Now living on social security in his native Jacksonville, FL, Poole tends to his own and neighborhood cats and meets periodically with a small group of elderly gay men and lesbians. I don’t know how many of his neighbors realize that this quiet man was once a major cause célèbre and a Broadway insider who counted Liza Minnelli and Michael Bennett among his closest friends.
Poole recounts his extraordinary life in a deadpan, "just the facts, ma’am" manner. I’m not sure whether it’s because he’s not by nature reflectively or whether he simply has so much to say in a limited number of pages. Whatever the reason, the outpouring of famous names; Broadway and TV shows; Hollywood and porn movies; and personalities of every stripe and every social milieu makes this a truly compelling page-turner.
Like so many before and after him, Poole came to New York from the hinterlands seeking a career on the stage. In his case, he quickly became a working gypsy (chorus member) who rose through the ranks to choreograph and even direct Broadway shows.
Along the way, he made friends with everybody who was anybody in the ’60s. To take just one of his casual asides: One night, he and two friends got drunk with Barbra Streisand and her then-husband Elliot Gould. The four of them rented a limo and drove out to Fire Island. In another scene, he stays up chatting with a very young Liza Minnelli, who blurts out at dawn, a propos of nothing, "I want to sing like Mama!"
She also asked his advice about marrying Peter Allen. He told her if he pleased her to do it. These were the days when all but the most committed gay men went out with women. Many of them, Allen and Poole among them, even married them. Poole’s marriage was not a "violet" one: He loved his wife and, at least at the beginning, was passionate. But he had always known where his real sexual interests lay, since an older man had sex with him while still living in Jacksonville.
Poole’s real coming out, however, happened when he took his home camera and $4,000, brought a few friends and acquaintances out to Fire Island Pines, and filmed for two days. The result was "Boys in the Sand," the first porn film that offered glamorous outdoor locations; great-looking, well-groomed actors; and careful edits and scoring.
The film caused a sensation, with straight couples sitting in a gay porn house so that they would be up on the latest Topic A. The film also ushered in the era of Porno Chic, with movies like "Deep Throat," "The Devil in Miss Jones" and "Behind the Green Door" being taken seriously by critics and scholars, as well as raking in millions of dollars.

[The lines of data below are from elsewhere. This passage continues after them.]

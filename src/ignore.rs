//! Version-control exclusion list
//!
//! Every registered source is listed here so the tarball itself never ends
//! up in a commit. Existing lines are treated as globs, so `*.tar.gz`
//! already covers `foo-1.0.tar.gz` and nothing is appended for it. New lines
//! escape glob metacharacters so `foo[1].tar.gz` is ignored literally.

use crate::atomic::write_atomic;
use crate::error::{LookasideError, LookasideResult};
use glob::Pattern;
use std::fs;
use std::path::{Path, PathBuf};
use tracing::debug;

/// In-memory view of an ignore file such as `.gitignore`
#[derive(Debug, Clone)]
pub struct IgnoreList {
    path: PathBuf,
    lines: Vec<String>,
    modified: bool,
}

impl IgnoreList {
    /// Load the list; a missing file is an empty list created on first save
    pub fn load(path: &Path) -> LookasideResult<Self> {
        let lines = if path.exists() {
            fs::read_to_string(path)
                .map_err(|e| LookasideError::io(format!("reading {}", path.display()), e))?
                .lines()
                .map(str::to_string)
                .collect()
        } else {
            Vec::new()
        };

        Ok(Self {
            path: path.to_path_buf(),
            lines,
            modified: false,
        })
    }

    /// Whether an existing line (literal or glob) already covers `filename`
    pub fn contains(&self, filename: &str) -> bool {
        let name = filename.trim_start_matches('/');
        self.lines.iter().any(|line| line_matches(line, name))
    }

    /// Add `filename` anchored to the workspace root; no-op if already covered
    pub fn add(&mut self, filename: &str) -> bool {
        if self.contains(filename) {
            return false;
        }
        self.lines
            .push(format!("/{}", Pattern::escape(filename.trim_start_matches('/'))));
        self.modified = true;
        true
    }

    /// Remove lines naming exactly `filename`; globs are left alone
    pub fn remove(&mut self, filename: &str) -> bool {
        let name = filename.trim_start_matches('/');
        let before = self.lines.len();
        let escaped = Pattern::escape(name);
        self.lines.retain(|line| {
            let entry = line.trim().trim_start_matches('/');
            entry != name && entry != escaped
        });
        let removed = self.lines.len() != before;
        self.modified |= removed;
        removed
    }

    pub fn is_modified(&self) -> bool {
        self.modified
    }

    pub fn lines(&self) -> &[String] {
        &self.lines
    }

    /// Write the file if anything changed since loading
    pub fn save(&mut self) -> LookasideResult<()> {
        if !self.modified {
            return Ok(());
        }

        let mut content = self.lines.join("\n");
        if !content.is_empty() {
            content.push('\n');
        }
        write_atomic(&self.path, content.as_bytes())?;
        debug!("Updated {}", self.path.display());
        self.modified = false;
        Ok(())
    }
}

fn line_matches(line: &str, name: &str) -> bool {
    let entry = line.trim().trim_start_matches('/');
    if entry.is_empty() || entry.starts_with('#') {
        return false;
    }
    if entry == name {
        return true;
    }
    match Pattern::new(entry) {
        Ok(pattern) => pattern.matches(name),
        Err(_) => false,
    }
}

#[cfg(test)]
mod tests {
    use super::*;
    use tempfile::TempDir;

    #[test]
    fn add_is_idempotent() {
        let dir = TempDir::new().unwrap();
        let path = dir.path().join(".gitignore");
        let mut list = IgnoreList::load(&path).unwrap();

        assert!(list.add("foo-1.0.tar.gz"));
        assert!(!list.add("foo-1.0.tar.gz"));
        assert!(!list.add("/foo-1.0.tar.gz"));
        list.save().unwrap();

        assert_eq!(fs::read_to_string(&path).unwrap(), "/foo-1.0.tar.gz\n");
    }

    #[test]
    fn metacharacters_are_escaped() {
        let dir = TempDir::new().unwrap();
        let path = dir.path().join(".gitignore");
        let mut list = IgnoreList::load(&path).unwrap();

        assert!(list.add("foo[1].tar.gz"));
        assert!(!list.add("foo[1].tar.gz"));
        assert!(list.contains("foo[1].tar.gz"));
        assert!(!list.contains("foo1.tar.gz"));
        list.save().unwrap();
        assert_eq!(fs::read_to_string(&path).unwrap(), "/foo[[]1[]].tar.gz\n");

        let mut reloaded = IgnoreList::load(&path).unwrap();
        assert!(!reloaded.add("foo[1].tar.gz"));
        assert!(reloaded.remove("foo[1].tar.gz"));
    }

    #[test]
    fn unescaped_literal_line_counts() {
        let dir = TempDir::new().unwrap();
        let path = dir.path().join(".gitignore");
        fs::write(&path, "/bar[2].patch\n").unwrap();

        let mut list = IgnoreList::load(&path).unwrap();
        assert!(!list.add("bar[2].patch"));
        assert!(!list.is_modified());
    }

    #[test]
    fn glob_covers_new_file() {
        let dir = TempDir::new().unwrap();
        let path = dir.path().join(".gitignore");
        fs::write(&path, "/*.tar.gz\n").unwrap();

        let mut list = IgnoreList::load(&path).unwrap();
        assert!(list.contains("bar-2.1.tar.gz"));
        assert!(!list.add("bar-2.1.tar.gz"));
        assert!(!list.is_modified());
    }

    #[test]
    fn preserves_existing_lines() {
        let dir = TempDir::new().unwrap();
        let path = dir.path().join(".gitignore");
        fs::write(&path, "# build output\n/results_foo\n").unwrap();

        let mut list = IgnoreList::load(&path).unwrap();
        list.add("foo.patch");
        list.save().unwrap();

        assert_eq!(
            fs::read_to_string(&path).unwrap(),
            "# build output\n/results_foo\n/foo.patch\n"
        );
    }

    #[test]
    fn remove_drops_literal_lines_only() {
        let dir = TempDir::new().unwrap();
        let path = dir.path().join(".gitignore");
        fs::write(&path, "/a.tar.gz\n*.rpm\n").unwrap();

        let mut list = IgnoreList::load(&path).unwrap();
        assert!(list.remove("a.tar.gz"));
        assert!(!list.remove("x.rpm"));
        list.save().unwrap();

        assert_eq!(fs::read_to_string(&path).unwrap(), "*.rpm\n");
    }

    #[test]
    fn unmodified_list_is_not_written() {
        let dir = TempDir::new().unwrap();
        let path = dir.path().join(".gitignore");

        let mut list = IgnoreList::load(&path).unwrap();
        list.save().unwrap();

        assert!(!path.exists());
    }
}
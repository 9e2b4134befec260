//! Output functions for consistent CLI formatting

use super::context::UiContext;
use console::style;

/// Display a section header
pub fn section(ctx: &UiContext, title: &str) {
    if ctx.use_fancy_output() {
        cliclack::intro(style(title).cyan().bold()).ok();
    } else {
        println!("{}", style(title).bold());
    }
}

/// Display a success step
pub fn step_ok(ctx: &UiContext, message: &str) {
    if ctx.use_fancy_output() {
        cliclack::log::success(message).ok();
    } else {
        println!("  {} {}", style("[OK]").green(), message);
    }
}

/// Display a success step with detail
pub fn step_ok_detail(ctx: &UiContext, message: &str, detail: &str) {
    if ctx.use_fancy_output() {
        cliclack::log::success(format!("{} ({})", message, style(detail).dim())).ok();
    } else {
        println!("  {} {} ({})", style("[OK]").green(), message, detail);
    }
}

/// Display a warning step with hint
pub fn step_warn_hint(ctx: &UiContext, message: &str, hint: &str) {
    if ctx.use_fancy_output() {
        cliclack::log::warning(format!("{} - {}", message, style(hint).dim())).ok();
    } else {
        println!("  {} {} - {}", style("[WARN]").yellow(), message, hint);
    }
}

/// Display an error step with detail
pub fn step_error_detail(ctx: &UiContext, message: &str, detail: &str) {
    if ctx.use_fancy_output() {
        cliclack::log::error(format!("{}: {}", message, style(detail).red())).ok();
    } else {
        println!("  {} {}: {}", style("[FAIL]").red(), message, detail);
    }
}

/// Display an info step
pub fn step_info(ctx: &UiContext, message: &str) {
    if ctx.use_fancy_output() {
        cliclack::log::info(message).ok();
    } else {
        println!("  {} {}", style("[INFO]").cyan(), message);
    }
}

/// Display a closing line
pub fn outro(ctx: &UiContext, message: &str, ok: bool) {
    let styled = if ok {
        style(message).green().bold()
    } else {
        style(message).yellow().bold()
    };
    if ctx.use_fancy_output() {
        cliclack::outro(styled).ok();
    } else {
        println!("{}", styled);
    }
}

#[cfg(test)]
mod tests {
    use super::*;

    #[test]
    fn output_non_interactive() {
        let ctx = UiContext::non_interactive();
        // These should not panic
        section(&ctx, "Sources");
        step_ok(&ctx, "foo.tar.gz");
        step_warn_hint(&ctx, "bar.patch", "not uploaded");
        step_error_detail(&ctx, "baz.tar.xz", "not found");
        outro(&ctx, "Done", true);
    }
}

But Poole found that, once you are known to have made a porn movie, it brands you. He found himself persona non grata on Broadway. His partner (who also acted in the movie) wanted to move out of New York to San Francisco. And it’s here that the book takes a darker turn.

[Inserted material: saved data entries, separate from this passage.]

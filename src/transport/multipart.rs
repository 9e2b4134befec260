//! Streaming `multipart/form-data` bodies
//!
//! The file part is chained from disk between an in-memory head and tail,
//! so the body length is known up front and the file is never buffered.

use crate::error::{LookasideError, LookasideResult};
use std::fs::File;
use std::io::{Cursor, Read};
use std::path::{Path, PathBuf};
use uuid::Uuid;

/// Builder for a form body
#[derive(Debug, Clone)]
pub struct MultipartForm {
    boundary: String,
    fields: Vec<(String, String)>,
    file: Option<FilePart>,
}

#[derive(Debug, Clone)]
struct FilePart {
    field: String,
    filename: String,
    path: PathBuf,
}

impl Default for MultipartForm {
    fn default() -> Self {
        Self::new()
    }
}

impl MultipartForm {
    pub fn new() -> Self {
        Self {
            boundary: format!("lookaside-{}", Uuid::new_v4().simple()),
            fields: Vec::new(),
            file: None,
        }
    }

    /// Add a text field
    pub fn text(mut self, name: impl Into<String>, value: impl Into<String>) -> Self {
        self.fields.push((name.into(), value.into()));
        self
    }

    /// Attach a file; only one file part is supported
    pub fn file(mut self, field: impl Into<String>, filename: impl Into<String>, path: &Path) -> Self {
        self.file = Some(FilePart {
            field: field.into(),
            filename: filename.into(),
            path: path.to_path_buf(),
        });
        self
    }

    pub fn content_type(&self) -> String {
        format!("multipart/form-data; boundary={}", self.boundary)
    }

    fn head(&self) -> Vec<u8> {
        let mut head = String::new();
        for (name, value) in &self.fields {
            head.push_str(&format!(
                "--{}\r\nContent-Disposition: form-data; name=\"{}\"\r\n\r\n{}\r\n",
                self.boundary,
                escape_quoted(name),
                value
            ));
        }
        if let Some(file) = &self.file {
            head.push_str(&format!(
                "--{}\r\nContent-Disposition: form-data; name=\"{}\"; filename=\"{}\"\r\nContent-Type: application/octet-stream\r\n\r\n",
                self.boundary,
                escape_quoted(&file.field),
                escape_quoted(&file.filename)
            ));
        }
        head.into_bytes()
    }

    fn tail(&self) -> Vec<u8> {
        let lead = if self.file.is_some() { "\r\n" } else { "" };
        format!("{}--{}--\r\n", lead, self.boundary).into_bytes()
    }

    /// Open the body; returns its exact length and a reader over it
    pub fn into_reader(self) -> LookasideResult<(u64, Box<dyn Read + Send>)> {
        let head = self.head();
        let tail = self.tail();

        match &self.file {
            None => {
                let len = (head.len() + tail.len()) as u64;
                Ok((len, Box::new(Cursor::new(head).chain(Cursor::new(tail)))))
            }
            Some(part) => {
                let file = File::open(&part.path).map_err(|e| {
                    LookasideError::io(format!("opening {} for upload", part.path.display()), e)
                })?;
                let file_len = file
                    .metadata()
                    .map_err(|e| LookasideError::io(format!("reading size of {}", part.path.display()), e))?
                    .len();
                let len = head.len() as u64 + file_len + tail.len() as u64;
                let body = Cursor::new(head).chain(file).chain(Cursor::new(tail));
                Ok((len, Box::new(body)))
            }
        }
    }
}

fn escape_quoted(s: &str) -> String {
    s.replace('"', "%22").replace('\r', "%0D").replace('\n', "%0A")
}

#[cfg(test)]
mod tests {
    use super::*;
    use std::fs;
    use tempfile::TempDir;

    fn read_all(form: MultipartForm) -> (u64, String) {
        let (len, mut reader) = form.into_reader().unwrap();
        let mut body = String::new();
        reader.read_to_string(&mut body).unwrap();
        (len, body)
    }

    #[test]
    fn text_only_body() {
        let form = MultipartForm::new().text("name", "foo").text("sha512sum", "abc");
        let boundary = form.boundary.clone();
        let (len, body) = read_all(form);

        assert_eq!(len as usize, body.len());
        assert!(body.contains("name=\"name\"\r\n\r\nfoo\r\n"));
        assert!(body.contains("name=\"sha512sum\"\r\n\r\nabc\r\n"));
        assert!(body.ends_with(&format!("--{}--\r\n", boundary)));
    }

    #[test]
    fn file_part_streams_contents() {
        let dir = TempDir::new().unwrap();
        let path = dir.path().join("foo.tar.gz");
        fs::write(&path, "tarball-bytes").unwrap();

        let form = MultipartForm::new()
            .text("name", "foo")
            .file("file", "foo.tar.gz", &path);
        let (len, body) = read_all(form);

        assert_eq!(len as usize, body.len());
        assert!(body.contains("name=\"file\"; filename=\"foo.tar.gz\""));
        assert!(body.contains("\r\n\r\ntarball-bytes\r\n--"));
    }

    #[test]
    fn missing_file_errors() {
        let form = MultipartForm::new().file("file", "x", Path::new("/nonexistent/x"));
        assert!(matches!(form.into_reader(), Err(LookasideError::Io { .. })));
    }
}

The couple arrived in the middle of the nuclear burst of post-Stonewall energy that would make the Castro one of the most famous gayborhoods in the world. Poole continued to direct, with decreasingly successful results. He and a new partner invested in a store that sounds part head shop, part Urban Outfitter.
He also discovered he liked cocaine. Plus, there were far too many distractions; San Francisco at the time may well have had the most bathhouses per capita of any city. Poole is very open about his sexual activities and his drug use. Before this, he seems to have limited himself to hallucinogens and (lots of) pot. But the white powder got him away from work or a sense of purpose.

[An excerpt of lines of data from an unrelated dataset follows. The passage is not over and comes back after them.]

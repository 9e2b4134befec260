//! Status command - local and remote state of every source

use super::{orchestrator, workspace};
use crate::cli::args::{OutputFormat, StatusArgs};
use crate::config::Config;
use crate::error::LookasideResult;
use crate::sync::{EntryStatus, LocalState};
use crate::transport::{NoopObserver, RemoteState};
use crate::ui::{self, UiContext};
use console::style;
use std::path::Path;
use std::sync::Arc;

/// Execute the status command
pub async fn execute(args: StatusArgs, config: &Config, root: &Path) -> LookasideResult<()> {
    let workspace = workspace(config, root);
    let manifest = workspace.load_manifest()?;

    let statuses = if args.remote {
        orchestrator(config, workspace, Arc::new(NoopObserver))?
            .inspect(&manifest, true)
            .await?
    } else {
        workspace.inspect_local(&manifest).await?
    };

    match args.format {
        OutputFormat::Table => print_table(&statuses),
        OutputFormat::Json => print_json(&statuses)?,
        OutputFormat::Plain => print_plain(&statuses),
    }

    Ok(())
}

fn print_table(statuses: &[EntryStatus]) {
    if statuses.is_empty() {
        ui::step_info(&UiContext::detect(), "No sources listed");
        return;
    }

    println!(
        "{:<40} {:<8} {:<10} {:<10}",
        style("FILE").bold(),
        style("HASH").bold(),
        style("LOCAL").bold(),
        style("REMOTE").bold()
    );
    println!("{}", "-".repeat(70));

    for status in statuses {
        let local = match status.local {
            LocalState::Present => style("present").green(),
            LocalState::Missing => style("missing").yellow(),
            LocalState::Mismatch => style("mismatch").red(),
        };
        let remote = match status.remote {
            Some(RemoteState::Available) => style("available").green(),
            Some(RemoteState::Missing) => style("missing").red(),
            None => style("-").dim(),
        };

        println!(
            "{:<40} {:<8} {:<10} {:<10}",
            status.filename,
            status.algorithm.to_string(),
            local,
            remote
        );
    }

    println!();
    println!("{} source(s)", statuses.len());
}

fn print_json(statuses: &[EntryStatus]) -> LookasideResult<()> {
    let json = serde_json::to_string_pretty(statuses)?;
    println!("{}", json);
    Ok(())
}

fn print_plain(statuses: &[EntryStatus]) {
    for status in statuses {
        let local = match status.local {
            LocalState::Present => "present",
            LocalState::Missing => "missing",
            LocalState::Mismatch => "mismatch",
        };
        match status.remote {
            Some(remote) => println!("{} {} {}", status.filename, local, remote),
            None => println!("{} {}", status.filename, local),
        }
    }
}
//! CLI command implementations

pub mod config;
pub mod sources;
pub mod status;
pub mod upload;
pub mod verify;

pub use config::execute as config;
pub use sources::execute as sources;
pub use status::execute as status;
pub use upload::{new_sources, upload};
pub use verify::execute as verify;

use crate::config::Config;
use crate::error::LookasideResult;
use crate::sync::{SyncOrchestrator, Workspace};
use crate::transport::{HttpCacheTransport, TransferObserver};
use std::path::Path;
use std::sync::Arc;

/// Workspace rooted at `root` with the configured file names
fn workspace(config: &Config, root: &Path) -> Workspace {
    Workspace::from_config(root, &config.workspace)
}

/// Orchestrator talking HTTP to the configured cache
fn orchestrator(
    config: &Config,
    workspace: Workspace,
    observer: Arc<dyn TransferObserver>,
) -> LookasideResult<SyncOrchestrator> {
    let transport = HttpCacheTransport::from_config(&config.cache)?.with_observer(observer);
    SyncOrchestrator::from_config(config, workspace, Arc::new(transport))
}
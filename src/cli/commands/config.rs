//! Config command - show or initialize configuration

use crate::cli::args::{ConfigAction, ConfigArgs};
use crate::config::{Config, ConfigManager};
use crate::error::LookasideResult;
use crate::ui::{self, UiContext};

/// Execute the config command
pub async fn execute(args: ConfigArgs, config: &Config, manager: &ConfigManager) -> LookasideResult<()> {
    match args.action {
        None | Some(ConfigAction::Show) => show_config(config)?,
        Some(ConfigAction::Path) => println!("{}", manager.path().display()),
        Some(ConfigAction::Init { force, yes }) => init_config(manager, force, yes).await?,
    }

    Ok(())
}

fn show_config(config: &Config) -> LookasideResult<()> {
    let toml = toml::to_string_pretty(config)?;
    println!("{}", toml);
    Ok(())
}

async fn init_config(manager: &ConfigManager, force: bool, yes: bool) -> LookasideResult<()> {
    let ctx = UiContext::detect().with_auto_yes(yes);
    let path = manager.path();

    if path.exists() && !force {
        let overwrite = ui::confirm(
            &ctx,
            &format!("Overwrite {}?", path.display()),
            false,
        )
        .await?;
        if !overwrite {
            ui::step_warn_hint(
                &ctx,
                &format!("Config already exists at {}", path.display()),
                "Use --force to overwrite",
            );
            return Ok(());
        }
    }

    manager.save(&Config::default()).await?;
    ui::step_ok_detail(&ctx, "Configuration initialized", &path.display().to_string());

    Ok(())
}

The most shocking part of the book for me was reading that Poole had given up sex entirely at a relatively young age -- part of the drug abuse. It was depressing reading about how he sold off his incredible collection of contemporary art for peanuts to pay off drug debts. He sold a set of Warhol "Marilyns" for $7,000. A few months ago, one was sold at auction for $4.45 million. If he had somehow kept his art, he might very well be worth over $100 million today.
Like everyone else at the time, Poole’s world came crashing down in the ’80s. It wasn’t only the AIDS epidemic, but his drug use, personal life and work. He managed to get clean and started a career as a chef while occasionally dabbling in film.
This updated autobiography mentions the 2010 benefit screening in Fire Island Pines of "Boys in the Sand." He talks of how gratifying it was to be treated like a rock star and taken seriously as a film auteur.
I was at that event and am happy that Poole (unlike so many of his contemporaries) has lived long enough to see his work appreciated as the groundbreaking art that it is. With this book, I can also fully appreciate Wakefield as a man, with all of the contradictions of a life fully lived.